Sanierung der Brücke zur Burgruine Wolfstein fast doppelt so teuer wie geschätzt

Eigentlich hätte es schon im Frühjahr losgehen sollen, nun ist es endlich soweit: Die Sanierung der Holzbrücke zur Burgruine Wolfstein bei Neumarkt hat begonnen. Wie lange die Arbeiten dauern und was in dieser Zeit genau passiert, erklärt das Staatsunternehmen Immobilien Freistaat Bayern (IMBY).
Seit Dezember 2022 ist die knapp 23 Meter lange Holzbrücke zur Burgruine gesperrt und Besucher müssen den „Hintereingang“ über eine Zufahrt nehmen, die mit einer Schranke gesichert ist.
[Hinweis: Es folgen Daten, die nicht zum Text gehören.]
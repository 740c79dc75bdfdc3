//! 检索增强生成链路：历史过滤 → 查询改写 → 多路检索 → 上下文拼接 → 作答。

mod context;
mod history;
mod model;
mod multi_query;
mod pipeline;
pub mod prompts;
mod rewrite;

pub use context::format_docs;
pub use history::{HistoryItem, filter_history};
pub use model::{ChatModel, CompletionRequest};
pub use multi_query::MultiQueryRetriever;
pub use pipeline::GenerationPipeline;
pub use rewrite::QueryRewriter;

#[cfg(test)]
pub(crate) mod testing;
Fußgänger dürfen durch – die Brücke über dem Burggraben können sie seit gut zweieinhalb Jahren aber nur aus der Ferne erleben.
Der Holzbau hatte arg unter den Witterungseinflüssen an dieser exponierten Stelle gelitten. Schon vor Jahren waren deshalb Holzplanken ausgetauscht worden. 2022 stellte sich dann heraus, dass auch das Tragwerk angegriffen ist. Dazu kommt, dass Schädlinge das Holz befallen haben.
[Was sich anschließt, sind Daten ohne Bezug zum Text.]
//! 测试用的假模型与假检索器。

use crate::error::RagError;
use crate::rag::prompts::{ANSWER_MARKER, REWRITE_QUERY_MARKER};
use crate::rag::{ChatModel, CompletionRequest};
use crate::retrieval::{Document, Retriever};
use async_trait::async_trait;
use std::collections::HashMap;
use std::sync::Mutex;
use std::sync::atomic::{AtomicUsize, Ordering};

#[derive(Debug, Clone, Copy, PartialEq, Eq)]
pub(crate) enum Stage {
    Rewrite,
    MultiQuery,
    Answer,
}

impl Stage {
    pub(crate) fn of(req: &CompletionRequest) -> Self {
        if req.prompt.starts_with("Question: ") && req.prompt.ends_with(ANSWER_MARKER) {
            Self::Answer
        } else if req.prompt.ends_with(REWRITE_QUERY_MARKER) {
            Self::Rewrite
        } else {
            Self::MultiQuery
        }
    }
}

fn line_after<'a>(prompt: &'a str, prefix: &str) -> &'a str {
    prompt
        .lines()
        .find_map(|l| l.strip_prefix(prefix))
        .unwrap_or_default()
}

type Reply = Box<dyn Fn(&CompletionRequest) -> Result<String, RagError> + Send + Sync>;

pub(crate) struct FakeModel {
    name: String,
    reply: Reply,
    calls: AtomicUsize,
    requests: Mutex<Vec<CompletionRequest>>,
}

impl FakeModel {
    pub(crate) fn new(
        name: &str,
        reply: impl Fn(&CompletionRequest) -> Result<String, RagError> + Send + Sync + 'static,
    ) -> Self {
        Self {
            name: name.to_string(),
            reply: Box::new(reply),
            calls: AtomicUsize::new(0),
            requests: Mutex::new(Vec::new()),
        }
    }

    /// 改写与扩展阶段原样回显查询，作答阶段返回 `answer`。
    pub(crate) fn answering(name: &str, answer: &str) -> Self {
        let answer = answer.to_string();
        Self::new(name, move |req| match Stage::of(req) {
            Stage::Rewrite => Ok(line_after(&req.prompt, "Follow-up query: ").to_string()),
            Stage::MultiQuery => Ok(line_after(&req.prompt, "Original question: ").to_string()),
            Stage::Answer => Ok(answer.clone()),
        })
    }

    pub(crate) fn failing(name: &str, err: RagError) -> Self {
        Self::new(name, move |_| Err(err.clone()))
    }

    pub(crate) fn calls(&self) -> usize {
        self.calls.load(Ordering::SeqCst)
    }

    pub(crate) fn requests(&self) -> Vec<CompletionRequest> {
        self.requests.lock().unwrap().clone()
    }
}

#[async_trait]
impl ChatModel for FakeModel {
    fn name(&self) -> &str {
        &self.name
    }

    async fn complete(&self, req: &CompletionRequest) -> Result<String, RagError> {
        self.calls.fetch_add(1, Ordering::SeqCst);
        self.requests.lock().unwrap().push(req.clone());
        (self.reply)(req)
    }
}

#[derive(Default)]
pub(crate) struct FakeRetriever {
    docs: HashMap<String, Vec<Document>>,
    error: Option<String>,
    calls: AtomicUsize,
    queries: Mutex<Vec<String>>,
}

impl FakeRetriever {
    pub(crate) fn new() -> Self {
        Self::default()
    }

    pub(crate) fn with(mut self, query: &str, docs: Vec<Document>) -> Self {
        self.docs.insert(query.to_string(), docs);
        self
    }

    pub(crate) fn failing(message: &str) -> Self {
        Self {
            error: Some(message.to_string()),
            ..Self::default()
        }
    }

    pub(crate) fn calls(&self) -> usize {
        self.calls.load(Ordering::SeqCst)
    }

    pub(crate) fn queries(&self) -> Vec<String> {
        self.queries.lock().unwrap().clone()
    }
}

#[async_trait]
impl Retriever for FakeRetriever {
    async fn search(&self, query: &str) -> Result<Vec<Document>, RagError> {
        self.calls.fetch_add(1, Ordering::SeqCst);
        self.queries.lock().unwrap().push(query.to_string());
        if let Some(message) = &self.error {
            return Err(RagError::retrieval(message.clone()));
        }
        Ok(self.docs.get(query).cloned().unwrap_or_default())
    }
}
Teure Baustellenlogistik sorgt für starke Kostensteigerung
Laut IMBY muss die komplette Tragkonstruktion erneuert werden, einschließlich Planken und Handläufen. Das Staatliche Bauamt Regensburg übernimmt die Sanierung im Auftrag des Freistaats Bayern.
Die neue Brücke wird sich zwar optisch nicht sehr von ihrer Vorgängerin unterscheiden, aber trotzdem entscheidende Vorteile bieten, erklärt Gerhard Reichel, Geschäftsführer von IMBY: „Das neue Tragwerk wird vollständig in Stahl ausgeführt, während Laufbelag und Handlauf – in austauschbarer Ausführung – aus Holz bestehen.“ Damit hofft man, den Steg fit für die Zukunft zu machen.

„Die neue Konstruktion gewährleistet eine höhere Standsicherheit und Lebensdauer. Sie trägt maßgeblich zur Verbesserung der Verkehrssicherheit bei – insbesondere durch bessere Rutschfestigkeit – und verringert den Wartungsbedarf“, erklärt Reichel weiter. Auch die Auflager der Brücke müssen erneuert werden.
In einer ersten Schätzung war man vor gut einem Jahr von 250.000 Euro Baukosten ausgegangen. Doch dabei werde es nicht bleiben, kündigt der IMBY-Geschäftsführer an: „Für das reine Brückenbauwerk fallen rund 250.000 Euro Kosten an. Allerdings rechnen wir mit weiteren Kosten von etwa 200.000 Euro, die für die sehr aufwendige Baustelleneinrichtung, den Rückbau unter erschwerten Bedingungen, die Entsorgung und die Planung anfallen.“
Die Preisentwicklung entspreche der Marktlage und sei angesichts der mit dem Ersatzneubau geplanten guten und dauerhaften baulichen Lösung angemessen, lautet Reichels Einschätzung.
Brücke zur Burgruine Wolfstein: Fertigstellung noch heuer
Die eingeschränkte Zugänglichkeit, die komplexe Baulogistik sowie die Einrichtung der Baustelle seien in diesem Fall besondere Herausforderungen. Was das konkret bedeutet, war diese Woche vor Ort bereits zu beobachten, als sich die Gerüstbauer ans Werk gemacht haben: Um das Material in den Burggraben zu befördern, blieb nur ein Kran, denn ein befahrbarer Zugang zum Graben existiert nicht.
Fertig werden will man mit der neuen Brücke noch in diesem Jahr, heißt es von der IMBY. Den neuen Steg können die Burgbesucher dann aber wohl nicht gleich ausprobieren, denn ab November ist die Ruine normalerweise für die komplette Wintersaison gesperrt.